Many Westerners readily agree that a person’s abilities do not end at the boundaries of his or her physical body, but extend to the financial, social, and symbolic capital on which he or she can draw. Love, psychoanalytic transference, trust in spiritual authorities, and mass psychology demonstrate that individuals can alienate or represent important aspects of their own personality and abilities in terms of another person or movement. In other words, the emotional and social self is "transindividual" or imperfectly separate from other beings, despite the great epistemological and legal privilege given to visible, physical bodily boundaries in modern Western culture.[10] It has an invisible dimension and relationships with invisible entities; indeed, relationships may determine someone’s selfhood - and their flourishing or sickness - more than their visible, tangible body.
In African societies, some of these relationships, themselves invisible, join visible people to one another as well as to invisible entities of the spirit world.

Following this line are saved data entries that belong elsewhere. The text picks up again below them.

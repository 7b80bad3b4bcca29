//! Persistent project properties
//!
//! Properties are namespaced by `(qualifier, name)` pairs and scoped to a project.
//! The filesystem store keeps them in a small SQLite database next to the
//! workspace; the connection carries its credentials, proxy settings, online flag
//! and per-path response stamps here.

use rusqlite::{params, Connection, OptionalExtension};
use std::path::Path;
use std::sync::Mutex;
use tracing::debug;

use crate::errors::{ModelError, Result};

/// Qualifier used for every property written by this crate
pub const PLUGIN_ID: &str = "bigsync";

#[derive(Debug, Clone, PartialEq, Eq, Hash, PartialOrd, Ord)]
pub struct PropertyKey {
    pub qualifier: String,
    pub name: String,
}

impl PropertyKey {
    pub fn new(qualifier: impl Into<String>, name: impl Into<String>) -> Self {
        Self {
            qualifier: qualifier.into(),
            name: name.into(),
        }
    }

    /// Key in this crate's own namespace
    pub fn plugin(name: impl Into<String>) -> Self {
        Self::new(PLUGIN_ID, name)
    }
}

/// SQLite-backed property table
pub struct PropertyDatabase {
    conn: Mutex<Connection>,
}

impl PropertyDatabase {
    /// Open or create a property database
    pub fn open(path: impl AsRef<Path>) -> Result<Self> {
        if let Some(parent) = path.as_ref().parent() {
            std::fs::create_dir_all(parent)?;
        }
        let conn = Connection::open(path)?;
        Self::initialize(conn)
    }

    /// Create in-memory database (for testing)
    pub fn open_in_memory() -> Result<Self> {
        let conn = Connection::open_in_memory()?;
        Self::initialize(conn)
    }

    fn initialize(conn: Connection) -> Result<Self> {
        conn.execute_batch(
            r#"
            CREATE TABLE IF NOT EXISTS properties (
                project TEXT NOT NULL,
                qualifier TEXT NOT NULL,
                name TEXT NOT NULL,
                value TEXT NOT NULL,
                updated_at TIMESTAMP NOT NULL DEFAULT CURRENT_TIMESTAMP,
                PRIMARY KEY (project, qualifier, name)
            );
            "#,
        )?;
        Ok(Self {
            conn: Mutex::new(conn),
        })
    }

    fn lock(&self) -> Result<std::sync::MutexGuard<'_, Connection>> {
        self.conn
            .lock()
            .map_err(|e| ModelError::Poisoned(e.to_string()))
    }

    pub fn get(&self, project: &str, key: &PropertyKey) -> Result<Option<String>> {
        let conn = self.lock()?;
        let value = conn
            .query_row(
                "SELECT value FROM properties WHERE project = ?1 AND qualifier = ?2 AND name = ?3",
                params![project, key.qualifier, key.name],
                |row| row.get(0),
            )
            .optional()?;
        Ok(value)
    }

    /// Set a property; `None` removes it
    pub fn set(&self, project: &str, key: &PropertyKey, value: Option<&str>) -> Result<()> {
        let conn = self.lock()?;
        match value {
            Some(value) => {
                conn.execute(
                    "INSERT INTO properties (project, qualifier, name, value)
                     VALUES (?1, ?2, ?3, ?4)
                     ON CONFLICT(project, qualifier, name)
                     DO UPDATE SET value = excluded.value, updated_at = CURRENT_TIMESTAMP",
                    params![project, key.qualifier, key.name, value],
                )?;
            }
            None => {
                conn.execute(
                    "DELETE FROM properties WHERE project = ?1 AND qualifier = ?2 AND name = ?3",
                    params![project, key.qualifier, key.name],
                )?;
            }
        }
        Ok(())
    }

    /// Drop every property of a project
    pub fn clear_project(&self, project: &str) -> Result<usize> {
        let conn = self.lock()?;
        let removed = conn.execute("DELETE FROM properties WHERE project = ?1", params![project])?;
        debug!("Removed {} properties of project {}", removed, project);
        Ok(removed)
    }

    /// Projects that have at least one property
    pub fn projects(&self) -> Result<Vec<String>> {
        let conn = self.lock()?;
        let mut stmt = conn.prepare("SELECT DISTINCT project FROM properties ORDER BY project")?;
        let rows = stmt.query_map([], |row| row.get(0))?;
        let mut projects = Vec::new();
        for row in rows {
            projects.push(row?);
        }
        Ok(projects)
    }
}
//! Error types for model and local store operations

use thiserror::Error;

#[derive(Error, Debug)]
pub enum ModelError {
    #[error("IO error: {0}")]
    Io(#[from] std::io::Error),

    #[error("Property database error: {0}")]
    Database(#[from] rusqlite::Error),

    #[error("Serialization error: {0}")]
    Serialization(#[from] serde_json::Error),

    #[error("Resource not found: {0}")]
    NotFound(String),

    #[error("Invalid path: {0}")]
    InvalidPath(String),

    #[error("Node {0} does not exist")]
    UnknownNode(u64),

    #[error("Invalid operation: {0}")]
    InvalidOperation(String),

    #[error("Lock poisoned: {0}")]
    Poisoned(String),
}

pub type Result<T> = std::result::Result<T, ModelError>;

As Ellis and Ter Haar explain:
"The individual spirits that are held to govern relationships between people and objects in the material world are considered by believers to be real, even though invisible... A helpful analogy is the idea suggested by the French philosopher Gilles Deleuze, who describes the imaginary as ‘not the unreal, but the realm where the real and the unreal become indistinguishable from one another. Situated at this same point is another couple as difficult to disentangle as real and unreal, namely true and false. The imaginary, we suggest, is where facts merge into non-facts; it is where perceptions of truth are formed. That which people imagine changes over time; but certain products of the imagination recur in societies and show continuity over many generations. Even the most determinedly materialistic societies make constant use of entities that are imaginary in this sense, such as capital, the market, and the economy" (Ellis and Ter Haar 2004, 23)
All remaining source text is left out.